Change Is Hard

…but change is certain.

Tracy Morgan -the reality


Tracy Morgan gave his first interview since the devastating crash a year ago that injured him and killed his friend James McNair.  If you watch the interview you’ll see he’s still struggling, both physically, mentally, and emotionally.

The Walmart truck that hit the limo Morgan and others were in was speeding and the driver may not have had enough sleep.  Their limo was hit from behind, much like the crash that killed Dad.  Walmart, says Morgan, takes full responsibility and their CEO is meeting with Tracy later this week to apologize in person.

That seemed to please Morgan and his attorney.

Yes Walmart owes Morgan and his family that apology and whatever financial support they’ve agreed to provide.  But maybe Morgan doesn’t realize they owe him and all the rest of us even more.

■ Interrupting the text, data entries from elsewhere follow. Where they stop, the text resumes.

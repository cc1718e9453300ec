// Copyright 2026 Phillip Cloud
// Licensed under the Apache License, Version 2.0

use serde::{Deserialize, Serialize};
use std::fmt;

#[derive(Debug, Clone, Copy, PartialEq, Eq, PartialOrd, Ord, Hash, Serialize, Deserialize)]
pub struct SalesRepId(i64);

impl SalesRepId {
    pub const fn new(value: i64) -> Self {
        Self(value)
    }

    pub const fn get(self) -> i64 {
        self.0
    }
}

impl From<i64> for SalesRepId {
    fn from(value: i64) -> Self {
        Self(value)
    }
}

impl fmt::Display for SalesRepId {
    fn fmt(&self, f: &mut fmt::Formatter<'_>) -> fmt::Result {
        write!(f, "{}", self.0)
    }
}
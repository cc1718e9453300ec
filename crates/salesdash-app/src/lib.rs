// Copyright 2026 Phillip Cloud
// Licensed under the Apache License, Version 2.0

pub mod controller;
pub mod error;
pub mod ids;
pub mod model;
pub mod query;
pub mod state;

pub use controller::*;
pub use error::*;
pub use ids::*;
pub use model::*;
pub use query::*;
pub use state::*;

Morgan should be asking them what they’re going to do going forward to make sure crashes like this one don’t happen again.  An apology is nice.  Working to fix the problem would honor McNair’s memory.  Working to fix the problem of tired, distracted, and stressed commercial drivers would make the apology sincere and meaningful.

Morgan is struggling a year after the crash and I don’t have to tell many of you that he’s got a long road ahead of him.  So many families are living a similar lives after similar crashes.  He says he doesn’t know how he can be funny again.  We could all tell him that someday he will laugh unexpectedly and then feel guilty about it.  That time will bring back the funny, but no amount of time will bring back his friend.

I hope someday, when he’s ready, he’ll join us at Truck Safety in our fight to make roads safer for everyone, in honor of his friend’s memory.

And I sincerely hope that when he meets with the CEO of Walmart this week he asks what has been done since the crash to make the roads safer, and what their plans are for the future.

Because an apology is not enough.




Author: dawnkinster

I'm a long time banker having worked in banks since the age of 17. I took a break when I turned 50 and went back to school. I graduated right when the economy took a turn for the worst and after a year of library work found myself unemployed. I was lucky that my previous bank employer wanted me back. So here I am again, a long time banker. Change is hard.

10 thoughts on “Tracy Morgan -the reality

  1. It would be nice if safety would become at least as important as profits.


  2. You’re right, Dawn. An apology is not enough. It’s a start, that’s all. Sooo much more needs to be done, as you’re well aware.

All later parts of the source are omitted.